In October 2000, CHRI conducted a one-month investigation of the situation in Sierra Leone. CHRI's intervention had initially been planned as a high level fact-finding mission that would dig deep into the problems that Sierra Leone has been grappling with almost since its independence and have, since 1993, themselves in a brutal and draining civil war that has brutally killed or maimed thousands of people and forced many more to flee their homes. As a result of decades of bad governance and conflict, Sierra Leone is considered to be among the poorest countries in the world and remains at the bottom of the United Nation's Human Development Index.

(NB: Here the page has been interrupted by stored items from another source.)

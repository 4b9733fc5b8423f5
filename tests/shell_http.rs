//! End-to-end tests of the console shell over HTTP.

use reqwest::StatusCode;
use serde_json::{json, Value};
use std::time::Duration;

use console_router::config::ConsoleConfig;

mod common;

const KEY: &str = "test-operator-key";

fn config() -> ConsoleConfig {
    let mut config = ConsoleConfig::default();
    config.session.api_key = KEY.to_string();
    config
}

#[tokio::test]
async fn test_anonymous_paths_redirect_to_login() {
    let shell = common::start_shell(config()).await;
    let client = common::client();

    for path in ["/", "/drivers/main", "/nonexistent"] {
        let res = client.get(shell.url(path)).send().await.unwrap();
        assert_eq!(res.status(), StatusCode::TEMPORARY_REDIRECT, "path {path}");
        assert_eq!(res.headers()["location"], "/login");
    }

    let res = client.get(shell.url("/login")).send().await.unwrap();
    assert_eq!(res.status(), StatusCode::OK);
    let body: Value = res.json().await.unwrap();
    assert_eq!(body["view"], "login");
    assert_eq!(body["layout"], "auth");

    let res = client.get(shell.url("/api/navigation")).send().await.unwrap();
    assert_eq!(res.status(), StatusCode::UNAUTHORIZED);
}

#[tokio::test]
async fn test_login_mounts_and_publishes_navigation() {
    let shell = common::start_shell(config()).await;
    let client = common::client();

    let res = client
        .post(shell.url("/api/session"))
        .json(&json!({ "api_key": "wrong" }))
        .send()
        .await
        .unwrap();
    assert_eq!(res.status(), StatusCode::UNAUTHORIZED);

    let res = client
        .post(shell.url("/api/session"))
        .json(&json!({ "api_key": KEY }))
        .send()
        .await
        .unwrap();
    assert_eq!(res.status(), StatusCode::OK);
    let session: Value = res.json().await.unwrap();
    assert_eq!(session["is_auth"], true);

    let nav: Value = client
        .get(shell.url("/api/navigation"))
        .send()
        .await
        .unwrap()
        .json()
        .await
        .unwrap();
    assert_eq!(nav["passengers"][0]["path"], "passengers/main");
    assert_eq!(nav["passengers"][0]["id"], "passengers/main");
    assert_eq!(nav["drivers"].as_array().unwrap().len(), 7);
    assert_eq!(nav["settings"][1]["permission"], "settings/sms");

    let sidebar: Value = client
        .get(shell.url("/api/navigation/sidebar"))
        .send()
        .await
        .unwrap()
        .json()
        .await
        .unwrap();
    let drivers = sidebar["drivers"].as_array().unwrap();
    assert_eq!(drivers.len(), 5);
    assert!(drivers.iter().all(|e| e["sidebar"] == true));
}

#[tokio::test]
async fn test_authenticated_resolution() {
    let mut config = config();
    config.session.start_authenticated = true;
    let shell = common::start_shell(config).await;
    let client = common::client();

    let res = client.get(shell.url("/")).send().await.unwrap();
    assert_eq!(res.status(), StatusCode::TEMPORARY_REDIRECT);
    assert_eq!(res.headers()["location"], "/passengers/main");

    let res = client.get(shell.url("/drivers/cars")).send().await.unwrap();
    assert_eq!(res.status(), StatusCode::OK);
    let body: Value = res.json().await.unwrap();
    assert_eq!(body["kind"], "view");
    assert_eq!(body["view"], "vehicles");
    assert_eq!(body["layout"], "main");

    let res = client.get(shell.url("/nonexistent")).send().await.unwrap();
    assert_eq!(res.status(), StatusCode::NOT_FOUND);
    let body: Value = res.json().await.unwrap();
    assert_eq!(body["kind"], "fallback");
    assert_eq!(body["view"], "undefined_page");

    // Logging out swaps back to the public tree.
    let res = client.delete(shell.url("/api/session")).send().await.unwrap();
    assert_eq!(res.status(), StatusCode::OK);
    let res = client.get(shell.url("/drivers/cars")).send().await.unwrap();
    assert_eq!(res.status(), StatusCode::TEMPORARY_REDIRECT);
}

#[tokio::test]
async fn test_lazy_view_failure_then_retry() {
    let bundles = tempfile::tempdir().unwrap();
    let mut config = config();
    config.session.start_authenticated = true;
    config.views.bundle_dir = bundles.path().to_string_lossy().into_owned();
    let shell = common::start_shell(config).await;
    let client = common::client();

    // No bundle on disk yet: the boundary reports a retryable failure.
    let res = client.get(shell.url("/drivers/driver/12")).send().await.unwrap();
    assert_eq!(res.status(), StatusCode::SERVICE_UNAVAILABLE);
    let body: Value = res.json().await.unwrap();
    assert_eq!(body["kind"], "failed");
    assert_eq!(body["view"], "driver");
    assert_eq!(body["retryable"], true);

    // Other routes are unaffected.
    let res = client.get(shell.url("/drivers/main")).send().await.unwrap();
    assert_eq!(res.status(), StatusCode::OK);

    std::fs::write(bundles.path().join("driver.js"), "export default Driver;").unwrap();
    tokio::time::sleep(Duration::from_millis(10)).await;

    let res = client.get(shell.url("/drivers/driver/12")).send().await.unwrap();
    assert_eq!(res.status(), StatusCode::OK);
    let body: Value = res.json().await.unwrap();
    assert_eq!(body["route"], "drivers/driver/:id");
    assert_eq!(body["params"]["id"], "12");
}

#[tokio::test]
async fn test_status_endpoint() {
    let shell = common::start_shell(config()).await;
    let body: Value = common::client()
        .get(shell.url("/api/status"))
        .send()
        .await
        .unwrap()
        .json()
        .await
        .unwrap();
    assert_eq!(body["status"], "operational");
    assert_eq!(body["version"], env!("CARGO_PKG_VERSION"));
}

The government of Sierra Leone and the rebels of the Revolutionary United Front (RUF) and the Armed Forces Revolutionary Council (AFRC) formally ended the war by signing the Lome Peace Agreement in July 1999. In exchange for agreeing to relinquish territory they "controlled" to the government and a United Nations peacekeeping force, the disarmament, demobilisation and reintegration of their forces and their cooperation with an overhaul of the state's security forces and political institutions, the rebels received amnesty from prosecution for the violence they had committed over several years of strife and significant weight and influence in a new government and other state institutions.

The flaws in the Lomé Accord emerged soon thereafter, with the RUF in particular dragging its feet or refusing to comply with its obligations under the Lomé Accord. Security concerns were of paramount importance over this period, relegating critical issues regarding the reform of the constitution and judiciary and the creation of new human rights institutions to the background. The matter of the disarmament, demobilisation and reintegration of RUF rebels ultimately became a flashpoint, and renewed fighting broke out in May 2000. The rebels pushed once more towards the capital and the abduction of hundreds of UN peacekeepers by the RUF only heightened the tension and put broader international efforts to consolidate peace in the country in great jeopardy.

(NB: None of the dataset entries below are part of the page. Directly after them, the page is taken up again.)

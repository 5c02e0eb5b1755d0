//! Per-session key/value storage.
//!
//! A session is one terminal: values survive restarting the remote in the same
//! shell but are not shared across shells.

use std::collections::HashMap;
use std::path::{Path, PathBuf};

use anyhow::{Context, Result};

pub trait SessionStorage: Send {
    fn get_item(&self, key: &str) -> Option<String>;
    fn set_item(&mut self, key: &str, value: &str) -> Result<()>;
}

#[derive(Debug, Default)]
pub struct MemorySessionStorage {
    items: HashMap<String, String>,
}

impl MemorySessionStorage {
    pub fn new() -> Self {
        Self::default()
    }
}

impl SessionStorage for MemorySessionStorage {
    fn get_item(&self, key: &str) -> Option<String> {
        self.items.get(key).cloned()
    }

    fn set_item(&mut self, key: &str, value: &str) -> Result<()> {
        self.items.insert(key.to_string(), value.to_string());
        Ok(())
    }
}

/// One plain-text file per key under `<base>/media-remote/<session>/`.
#[derive(Debug)]
pub struct FileSessionStorage {
    dir: PathBuf,
}

impl FileSessionStorage {
    pub fn new(dir: PathBuf) -> Self {
        Self { dir }
    }

    /// Storage for `session` below `base`; `None` scopes it to the launching
    /// shell.
    pub fn for_session(base: &Path, session: Option<&str>) -> Self {
        let session = session
            .map(sanitize_key)
            .unwrap_or_else(default_session_name);
        Self::new(base.join("media-remote").join(session))
    }

    pub fn dir(&self) -> &Path {
        &self.dir
    }

    fn path_for(&self, key: &str) -> PathBuf {
        self.dir.join(sanitize_key(key))
    }
}

impl SessionStorage for FileSessionStorage {
    fn get_item(&self, key: &str) -> Option<String> {
        let path = self.path_for(key);
        match std::fs::read_to_string(&path) {
            Ok(value) => Some(value),
            Err(e) if e.kind() == std::io::ErrorKind::NotFound => None,
            Err(e) => {
                tracing::warn!(path = %path.display(), error = %e, "session read failed");
                None
            }
        }
    }

    fn set_item(&mut self, key: &str, value: &str) -> Result<()> {
        std::fs::create_dir_all(&self.dir)
            .with_context(|| format!("create session dir {}", self.dir.display()))?;
        let path = self.path_for(key);
        std::fs::write(&path, value).with_context(|| format!("write {}", path.display()))
    }
}

/// Map `key` to a single path component. Dot-only names (`.`, `..`) would
/// address the parent directory, so their dots become `_` as well.
fn sanitize_key(key: &str) -> String {
    if key.is_empty() {
        return "_".to_string();
    }
    let dots_only = key.chars().all(|c| c == '.');
    key.chars()
        .map(|c| match c {
            '.' if !dots_only => c,
            c if c.is_ascii_alphanumeric() || c == '_' || c == '-' => c,
            _ => '_',
        })
        .collect()
}

#[cfg(unix)]
fn default_session_name() -> String {
    format!("ppid-{}", std::os::unix::process::parent_id())
}

#[cfg(not(unix))]
fn default_session_name() -> String {
    format!("pid-{}", std::process::id())
}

Given the circumstances, CHRI changed the strategy for its intervention in Sierra Leone. The high-level mission was cancelled and in its place a lower-profile investigation was designed to gather more information about the overall situation and give special attention to a particular issue of some long-term importance for human rights in Sierra Leone. In cooperation with several civil society groups in Sierra Leone, including the National Forum for Human Rights and the Sierra Leone Bar Association, a single CHRI research officer conducted interviews and inspections in Freetown and other areas of the country (specifically Bo and Kenema districts), focusing on the state of the judiciary in Sierra Leone amidst the wider context of continued instability in the country and the necessity of building national institutions grounded in a respect for universal human rights.

Click here for the
Report on the Judiciary in Si
erra Leone:
"In Pursuit of Justice"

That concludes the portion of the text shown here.